Founded and sponsored by the Society of Jesus, Theological Studies is a quarterly, Catholic scholarly journal that serves the Church and its mission by promoting a deeper understanding of the Christian faith through the publication of research in the theological disciplines and through reviews of noteworthy books. The journal has been in continuous publication since 1940.

The following is based on a compilation of excerpts from both Michael A. Fahey, SJ’s 2001 presidential address to the American Theological Society, “A History Of Theological Studies,” and Walter J. Burghardt, SJ’s 1989 essay, “A Half Century Of Theological Studies: Retrospect And Prospect.”

Theological Studies was founded in 1940 when the papal condemnation of Catholic Modernism still lingered in the air, when Europe was already in the throes of World War II, and our country was arguing, before Pearl Harbor, whether or not we should enter the war. At the time, not every American Jesuit theologian was convinced that we should launch out into this particular theological deep.

Fairly early in its adolescence its masthead stated that the journal was “issued by the theological faculties of the Society of Jesus in the United States.” At that time the “theological faculties” in question were understood to be the six theological seminaries staffed by US Jesuits: Alma College in California, St. Mary of the Lake in Illinois (for diocesan seminarians), St. Mary’s College in Kansas, West Baden College in Indiana, Weston College in Massachusetts, and Woodstock College in Maryland.

During its first fifty years Theological Studies had only three editors. The first editor was William J. McGarry, SJ, who only two years previously had been appointed president of Boston College. He was “promoted” to be the first editor of the journal that was originally produced at the offices of the weekly America, then located on West 108 Street, New York City. But McGarry died suddenly only one year later on September 23, 1941, standing “on the hot 59th Street platform of New York’s Broadway subway.”

The second editor from 1942 until his death in 1967 was John Courtney Murray, SJ, under whose wing the editorial offices were moved to theologate at Woodstock College in rural Maryland, where he was teaching.  He was not shy about publishing his own material in the journal, and some twenty-one of his articles were to appear there during his tenure.  In fact,  one of the longest articles ever published in the journal was Murray’s own two-part 81-page study on religious freedom (6 [1945] 85-113, 229-280).
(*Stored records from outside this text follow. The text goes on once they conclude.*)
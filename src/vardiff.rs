//! Adaptive share difficulty
//!
//! Each vardiff-enabled port carries one controller. Every connection keeps
//! its own [`VarDiffState`] with a ring buffer of inter-submission gaps; when
//! a retarget window elapses the controller compares the average gap against
//! the variance band around the target time and proposes a new difficulty,
//! which the session queues for the next job broadcast.

use crate::config::VarDiffConfig;

/// Fixed-capacity ring buffer of submission time gaps
#[derive(Debug, Clone)]
pub struct RingBuffer {
    data: Vec<u64>,
    cursor: usize,
    is_full: bool,
    max_size: usize,
}

impl RingBuffer {
    /// An empty buffer holding at most `max_size` samples
    pub fn new(max_size: usize) -> Self {
        Self {
            data: Vec::with_capacity(max_size),
            cursor: 0,
            is_full: false,
            max_size,
        }
    }

    /// Push a sample, overwriting the oldest once full
    pub fn append(&mut self, value: u64) {
        if self.is_full {
            self.data[self.cursor] = value;
            self.cursor = (self.cursor + 1) % self.max_size;
        } else {
            self.data.push(value);
            self.cursor += 1;
            if self.data.len() == self.max_size {
                self.cursor = 0;
                self.is_full = true;
            }
        }
    }

    /// Mean of the samples currently held, 0.0 when empty
    pub fn avg(&self) -> f64 {
        let size = self.size();
        if size == 0 {
            return 0.0;
        }
        self.data.iter().sum::<u64>() as f64 / size as f64
    }

    /// Number of samples currently held
    pub fn size(&self) -> usize {
        if self.is_full {
            self.max_size
        } else {
            self.cursor
        }
    }

    /// Drop all samples
    pub fn clear(&mut self) {
        self.data.clear();
        self.cursor = 0;
        self.is_full = false;
    }
}

/// Per-connection retarget state
#[derive(Debug, Clone, Default)]
pub struct VarDiffState {
    last_ts: u64,
    last_retarget: u64,
    buffer: Option<RingBuffer>,
}

/// Per-port difficulty controller
#[derive(Debug, Clone)]
pub struct VarDiff {
    cfg: VarDiffConfig,
    buffer_size: usize,
    t_min: f64,
    t_max: f64,
}

impl VarDiff {
    /// Build a controller for one port's vardiff settings
    pub fn new(cfg: &VarDiffConfig) -> Self {
        let variance = cfg.target_time as f64 * (cfg.variance_percent / 100.0);
        Self {
            buffer_size: (cfg.retarget_time / cfg.target_time * 4).max(1) as usize,
            t_min: cfg.target_time as f64 - variance,
            t_max: cfg.target_time as f64 + variance,
            cfg: cfg.clone(),
        }
    }

    /// Starting difficulty for fresh connections, the configured minimum
    pub fn min_diff(&self) -> f64 {
        self.cfg.min_diff
    }

    /// Feed one accepted-or-rejected submission timestamp through the
    /// controller. Returns the proposed difficulty when a retarget fires.
    pub fn on_submit(&self, state: &mut VarDiffState, difficulty: f64, now: u64) -> Option<f64> {
        let buffer = match state.buffer.as_mut() {
            Some(buffer) => buffer,
            None => {
                // first submission seeds the clocks half a window back so
                // the first real retarget is not a full window away
                state.last_retarget = now.saturating_sub(self.cfg.retarget_time / 2);
                state.last_ts = now;
                state.buffer = Some(RingBuffer::new(self.buffer_size));
                return None;
            }
        };

        buffer.append(now.saturating_sub(state.last_ts));
        state.last_ts = now;

        if now.saturating_sub(state.last_retarget) < self.cfg.retarget_time && buffer.size() > 0 {
            return None;
        }

        state.last_retarget = now;
        let avg = buffer.avg();
        if avg <= 0.0 {
            return None;
        }
        let mut ddiff = self.cfg.target_time as f64 / avg;

        if avg > self.t_max && difficulty > self.cfg.min_diff {
            if self.cfg.x2mode {
                ddiff = 0.5;
            }
            if ddiff * difficulty < self.cfg.min_diff {
                ddiff = self.cfg.min_diff / difficulty;
            }
        } else if avg < self.t_min {
            if self.cfg.x2mode {
                ddiff = 2.0;
            }
            if ddiff * difficulty > self.cfg.max_diff {
                ddiff = self.cfg.max_diff / difficulty;
            }
        } else {
            return None;
        }

        let new_diff = ((difficulty * ddiff) * 1e8).round() / 1e8;
        buffer.clear();
        Some(new_diff)
    }
}

#[cfg(test)]
mod tests {
    use super::*;

    fn controller(x2mode: bool) -> VarDiff {
        VarDiff::new(&VarDiffConfig {
            min_diff: 8.0,
            max_diff: 512.0,
            target_time: 15,
            retarget_time: 90,
            variance_percent: 30.0,
            x2mode,
        })
    }

    #[test]
    fn test_ring_buffer_wraps() {
        let mut buffer = RingBuffer::new(3);
        buffer.append(10);
        buffer.append(20);
        assert_eq!(buffer.size(), 2);
        assert_eq!(buffer.avg(), 15.0);
        buffer.append(30);
        buffer.append(90); // overwrites 10
        assert_eq!(buffer.size(), 3);
        assert!((buffer.avg() - (20.0 + 30.0 + 90.0) / 3.0).abs() < 1e-9);
        buffer.clear();
        assert_eq!(buffer.size(), 0);
        assert_eq!(buffer.avg(), 0.0);
    }

    #[test]
    fn test_first_submit_only_seeds() {
        let vardiff = controller(false);
        let mut state = VarDiffState::default();
        assert_eq!(vardiff.on_submit(&mut state, 8.0, 1000), None);
    }

    #[test]
    fn test_fast_shares_raise_difficulty() {
        let vardiff = controller(false);
        let mut state = VarDiffState::default();
        let mut now = 1000;
        vardiff.on_submit(&mut state, 8.0, now);

        // one share per second is far below tMin, the first retarget after
        // the half-seeded window scales difficulty by roughly 15x
        let mut proposed = None;
        for _ in 0..60 {
            now += 1;
            if let Some(diff) = vardiff.on_submit(&mut state, 8.0, now) {
                proposed = Some(diff);
                break;
            }
        }
        let new_diff = proposed.unwrap();
        assert!(new_diff > 8.0);
        assert!((new_diff - 120.0).abs() < 1e-6);
    }

    #[test]
    fn test_slow_shares_halve_in_x2_mode() {
        let vardiff = controller(true);
        let mut state = VarDiffState::default();
        let mut now = 1000;
        vardiff.on_submit(&mut state, 64.0, now);

        let mut proposed = None;
        for _ in 0..10 {
            now += 60; // far above tMax
            if let Some(diff) = vardiff.on_submit(&mut state, 64.0, now) {
                proposed = Some(diff);
                break;
            }
        }
        assert_eq!(proposed, Some(32.0));
    }

    #[test]
    fn test_fast_shares_double_in_x2_mode() {
        let vardiff = controller(true);
        let mut state = VarDiffState::default();
        let mut now = 1000;
        vardiff.on_submit(&mut state, 64.0, now);

        // one share per second is far below tMin; x2 mode doubles instead
        // of scaling by the measured ratio
        let mut proposed = None;
        for _ in 0..60 {
            now += 1;
            if let Some(diff) = vardiff.on_submit(&mut state, 64.0, now) {
                proposed = Some(diff);
                break;
            }
        }
        assert_eq!(proposed, Some(128.0));

        // doubling past the ceiling clamps at max_diff
        let mut state = VarDiffState::default();
        let mut now = 1000;
        vardiff.on_submit(&mut state, 300.0, now);
        let mut proposed = None;
        for _ in 0..60 {
            now += 1;
            if let Some(diff) = vardiff.on_submit(&mut state, 300.0, now) {
                proposed = Some(diff);
                break;
            }
        }
        assert_eq!(proposed, Some(512.0));
    }

    #[test]
    fn test_clamped_to_bounds() {
        let vardiff = controller(false);
        let mut state = VarDiffState::default();
        let mut now = 1000;
        vardiff.on_submit(&mut state, 500.0, now);

        // sub-second shares would overshoot max_diff, clamp at 512
        let mut proposed = None;
        for _ in 0..120 {
            now += 1;
            if let Some(diff) = vardiff.on_submit(&mut state, 500.0, now) {
                proposed = Some(diff);
                break;
            }
        }
        assert_eq!(proposed, Some(512.0));

        // already at the floor, slow shares propose nothing
        let mut state = VarDiffState::default();
        let mut now = 1000;
        vardiff.on_submit(&mut state, 8.0, now);
        for _ in 0..10 {
            now += 60;
            assert_eq!(vardiff.on_submit(&mut state, 8.0, now), None);
        }
    }

    #[test]
    fn test_in_band_average_keeps_difficulty() {
        let vardiff = controller(false);
        let mut state = VarDiffState::default();
        let mut now = 1000;
        vardiff.on_submit(&mut state, 16.0, now);
        for _ in 0..10 {
            now += 15; // exactly on target
            assert_eq!(vardiff.on_submit(&mut state, 16.0, now), None);
        }
    }
}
When Murray died of a heart attack while riding in a taxi cab in Manhattan on August 16, 1967, this was the end of an era for the journal.
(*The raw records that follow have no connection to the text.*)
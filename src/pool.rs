//! Pool orchestration
//!
//! Wires the daemon manager, job manager and stratum server together:
//! startup detection against the daemon, template polling, block submission
//! for solving shares and the rebroadcast watchdog that keeps miners fed
//! when no new block arrives.

use crate::algo::MULTIPLIER;
use crate::config::{PoolConfig, RewardKind};
use crate::daemon::DaemonManager;
use crate::error::{Error, Result};
use crate::job_manager::{JobManager, JobManagerOptions, ShareEvent};
use crate::stratum::server::{AuthorizeFn, ServerState, StratumServer};
use crate::template::RpcBlockTemplate;
use crate::util;
use once_cell::sync::OnceCell;
use parking_lot::Mutex;
use serde_json::{json, Value};
use std::sync::atomic::{AtomicBool, Ordering};
use std::sync::Arc;
use std::time::Duration;
use tokio::sync::mpsc;

/// getblocktemplate parameters the pool always requests
fn template_params() -> Value {
    json!([{
        "capabilities": ["coinbasetxn", "workid", "coinbase/append"],
        "rules": ["segwit"],
    }])
}

/// One running pool: daemon client, job manager and stratum server
pub struct Pool {
    config: Arc<PoolConfig>,
    daemon: Arc<DaemonManager>,
    authorize_fn: AuthorizeFn,
    job_manager: OnceCell<Arc<JobManager>>,
    has_submit_method: AtomicBool,
    share_rx: Mutex<Option<mpsc::UnboundedReceiver<ShareEvent>>>,
}
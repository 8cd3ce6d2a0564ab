//! Stratum pool server binary

use clap::Parser;
use std::path::PathBuf;
use std::sync::Arc;
use stratum_pool::error::Result;
use stratum_pool::stratum::server::{AuthorizeFn, AuthorizeOutcome};
use stratum_pool::{Pool, PoolConfig};
use tracing::{error, info};
use tracing_subscriber::EnvFilter;

#[derive(Parser, Debug)]
#[command(name = "stratum-pool", version, about = "Stratum mining pool server")]
struct Args {
    /// Path to the TOML configuration file
    #[arg(short, long, default_value = "pool.toml")]
    config: PathBuf,

    /// Log level filter (e.g. info, debug, stratum_pool=trace)
    #[arg(long, default_value = "info")]
    log_level: String,

    /// Log format: text or json
    #[arg(long, default_value = "text")]
    log_format: String,
}

fn init_logging(level: &str, format: &str) {
    let env_filter = EnvFilter::try_new(level).unwrap_or_else(|_| EnvFilter::new("info"));

    match format {
        "json" => {
            tracing_subscriber::fmt()
                .json()
                .with_env_filter(env_filter)
                .with_target(false)
                .init();
        }
        _ => {
            tracing_subscriber::fmt()
                .with_env_filter(env_filter)
                .with_target(false)
                .init();
        }
    }
}

#[tokio::main]
async fn main() -> Result<()> {
    let args = Args::parse();
    init_logging(&args.log_level, &args.log_format);

    let config = PoolConfig::from_file(&args.config)?;
    info!(
        "starting stratum-pool {} for {} [{}]",
        stratum_pool::VERSION,
        config.coin.name,
        config.coin.symbol
    );

    // workers are identified by name only; any credentials are accepted
    let authorize_fn: AuthorizeFn = Arc::new(|ip, port, worker, _password| {
        Box::pin(async move {
            info!("authorized worker {} from {} on port {}", worker, ip, port);
            AuthorizeOutcome::accept()
        })
    });

    let pool = Arc::new(Pool::new(config, authorize_fn)?);
    let runner = pool.clone();
    tokio::select! {
        result = async move { runner.start().await } => {
            if let Err(e) = &result {
                error!("pool terminated: {}", e);
            }
            result
        }
        _ = tokio::signal::ctrl_c() => {
            info!("shutting down");
            Ok(())
        }
    }
}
Walter J. Burghardt, SJ was Murray’s successor. He had already been involved with the journal for 21 years as its managing editor; he served as editor in chief for 24 more years from 1967 to 1990. This was a time of movement, both physical and theological. The journal moved briefly back to Manhattan from 1969 to 1974 and then, after the unexpected closing of Woodstock College, moved this time to the “Car Barn” located near Georgetown University, adjacent to the outdoor setting of the movie “The Exorcist.” This passage of theology from the old-time seminary to the university opened Catholic theology in ways that could not have been envisioned.

Upon the retirement of Burghardt, the editor’s position was taken by Robert J. Daly, SJ, of Boston College who published the journal from 1991 to 1995 (twenty issues), followed by Michael A. Fahey, SJ (1995-2005), David S. Schultenover, SJ (2005-2015), Paul G. Crowley, SJ (2016-2019), Philip J. Rossi, SJ (2020), and Christopher Steck, SJ (2021-present).
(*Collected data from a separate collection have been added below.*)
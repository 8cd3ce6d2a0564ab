//! JSON-RPC client for the coin daemons
//!
//! The manager fans every command out to all configured instances
//! concurrently and returns the per-instance outcomes in configuration
//! order. Batch requests only ever go to the first instance.

use crate::config::DaemonConfig;
use crate::error::{Error, Result};
use futures::future::join_all;
use rand::Rng;
use serde_json::{json, Value};
use std::time::Duration;

/// What went wrong talking to one instance
#[derive(Debug, Clone, PartialEq, Eq)]
pub enum RpcError {
    /// Connection refused, the daemon is not reachable
    Offline(String),
    /// Request failed in transit
    Transport(String),
    /// The daemon replied but not with parseable JSON-RPC
    Protocol(String),
}

impl std::fmt::Display for RpcError {
    fn fmt(&self, f: &mut std::fmt::Formatter<'_>) -> std::fmt::Result {
        match self {
            Self::Offline(msg) => write!(f, "offline: {}", msg),
            Self::Transport(msg) => write!(f, "transport error: {}", msg),
            Self::Protocol(msg) => write!(f, "protocol error: {}", msg),
        }
    }
}

/// Result of one command against one instance
#[derive(Debug, Clone)]
pub struct RpcOutcome {
    /// Index of the instance in configuration order
    pub instance: usize,
    /// Transport or parse failure, if any
    pub error: Option<RpcError>,
    /// The `result` field of the JSON-RPC response body
    pub response: Option<Value>,
    /// The `error` field of the JSON-RPC response body
    pub rpc_error: Option<Value>,
    /// Raw response body for logging
    pub raw: Option<String>,
}

impl RpcOutcome {
    /// Whether the call reached the daemon and it returned no error
    pub fn is_ok(&self) -> bool {
        self.error.is_none() && self.rpc_error.as_ref().map_or(true, Value::is_null)
    }
}

/// One configured daemon instance
#[derive(Debug, Clone)]
struct DaemonInstance {
    host: String,
    port: u16,
    user: String,
    password: String,
    index: usize,
}

impl DaemonInstance {
    fn url(&self) -> String {
        format!("http://{}:{}", self.host, self.port)
    }
}

/// Fan-out JSON-RPC client over all configured daemons
pub struct DaemonManager {
    instances: Vec<DaemonInstance>,
    client: reqwest::Client,
}

impl DaemonManager {
    /// Build a manager from the configured daemon list
    pub fn new(daemons: &[DaemonConfig]) -> Result<Self> {
        if daemons.is_empty() {
            return Err(Error::config("no daemons configured"));
        }
        let instances = daemons
            .iter()
            .enumerate()
            .map(|(index, d)| DaemonInstance {
                host: d.host.clone(),
                port: d.port,
                user: d.user.clone(),
                password: d.password.clone(),
                index,
            })
            .collect();
        let client = reqwest::Client::builder()
            .timeout(Duration::from_secs(30))
            .build()?;
        Ok(Self { instances, client })
    }

    fn request_id() -> u64 {
        crate::util::unix_time() * 1000 + rand::rng().random_range(0..10)
    }

    async fn perform(&self, instance: &DaemonInstance, body: Value) -> RpcOutcome {
        let result = self
            .client
            .post(instance.url())
            .basic_auth(&instance.user, Some(&instance.password))
            .json(&body)
            .send()
            .await;

        let response = match result {
            Ok(response) => response,
            Err(e) if e.is_connect() => {
                return RpcOutcome {
                    instance: instance.index,
                    error: Some(RpcError::Offline(e.to_string())),
                    response: None,
                    rpc_error: None,
                    raw: None,
                }
            }
            Err(e) => {
                return RpcOutcome {
                    instance: instance.index,
                    error: Some(RpcError::Transport(e.to_string())),
                    response: None,
                    rpc_error: None,
                    raw: None,
                }
            }
        };

        let raw = match response.text().await {
            Ok(raw) => raw,
            Err(e) => {
                return RpcOutcome {
                    instance: instance.index,
                    error: Some(RpcError::Transport(e.to_string())),
                    response: None,
                    rpc_error: None,
                    raw: None,
                }
            }
        };

        // some daemons emit bare -nan in numeric fields
        let cleaned = raw.replace(":-nan,", ":0,");
        match serde_json::from_str::<Value>(&cleaned) {
            // batch requests come back as an array of response objects
            Ok(parsed) if parsed.is_array() => RpcOutcome {
                instance: instance.index,
                error: None,
                rpc_error: None,
                response: Some(parsed),
                raw: Some(raw),
            },
            Ok(mut parsed) => RpcOutcome {
                instance: instance.index,
                error: None,
                rpc_error: parsed.get_mut("error").map(Value::take),
                response: parsed.get_mut("result").map(Value::take),
                raw: Some(raw),
            },
            Err(e) => {
                tracing::error!(
                    instance = instance.index,
                    "could not parse rpc response: {}",
                    e
                );
                RpcOutcome {
                    instance: instance.index,
                    error: Some(RpcError::Protocol(e.to_string())),
                    response: None,
                    rpc_error: None,
                    raw: Some(raw),
                }
            }
        }
    }

    /// Send one command to every instance concurrently. Outcomes come back
    /// in configuration order regardless of completion order.
    pub async fn cmd(&self, method: &str, params: Value) -> Vec<RpcOutcome> {
        let futures = self.instances.iter().map(|instance| {
            let body = json!({
                "method": method,
                "params": params,
                "id": Self::request_id(),
            });
            self.perform(instance, body)
        });
        join_all(futures).await
    }

    /// Send a JSON-RPC batch to the first instance only
    pub async fn batch_cmd(&self, commands: &[(&str, Value)]) -> RpcOutcome {
        let body: Vec<Value> = commands
            .iter()
            .map(|(method, params)| {
                json!({
                    "method": method,
                    "params": params,
                    "id": Self::request_id(),
                })
            })
            .collect();
        self.perform(&self.instances[0], Value::Array(body)).await
    }

    /// Probe every instance with getpeerinfo; errors if any is unreachable
    pub async fn is_online(&self) -> Result<()> {
        let outcomes = self.cmd("getpeerinfo", json!([])).await;
        let offline: Vec<usize> = outcomes
            .iter()
            .filter(|o| !o.is_ok())
            .map(|o| o.instance)
            .collect();
        if offline.is_empty() {
            Ok(())
        } else {
            Err(Error::daemon(format!(
                "failed to connect daemon instance(s) {:?}",
                offline
            )))
        }
    }

    /// Number of configured instances
    pub fn instance_count(&self) -> usize {
        self.instances.len()
    }
}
One of the journal’s most significant, original, and valued series of US contributions to moral and ethical discourse  has been the “Notes on Moral Theology,” recently renamed as “Notes on Theological Ethics.” For all its years of original contributions, a goodly portion of the journal’s influence and attractiveness would be lost without the full reviews and shorter notices that for many years now have covered 200 books annually. Among several merits, Theological Studies‘ reviews have brought foreign scholars to American attention, some even before English translations turned them into theological household words. We have made it stringent policy to be critical without being caustic, censorious when called for but never snide. If a book is worth reviewing in our pages, even unfavorably, the author merits professional courtesy.

The journal appears four times a year, averaging each issue about 200 pages: six or seven articles and some 50 books reviewed (either as reviews or shorter notices). Financially, unlike most other Jesuit periodicals, it receives no subsidy, but manages to operate on its subscriptions and on income from modest investments.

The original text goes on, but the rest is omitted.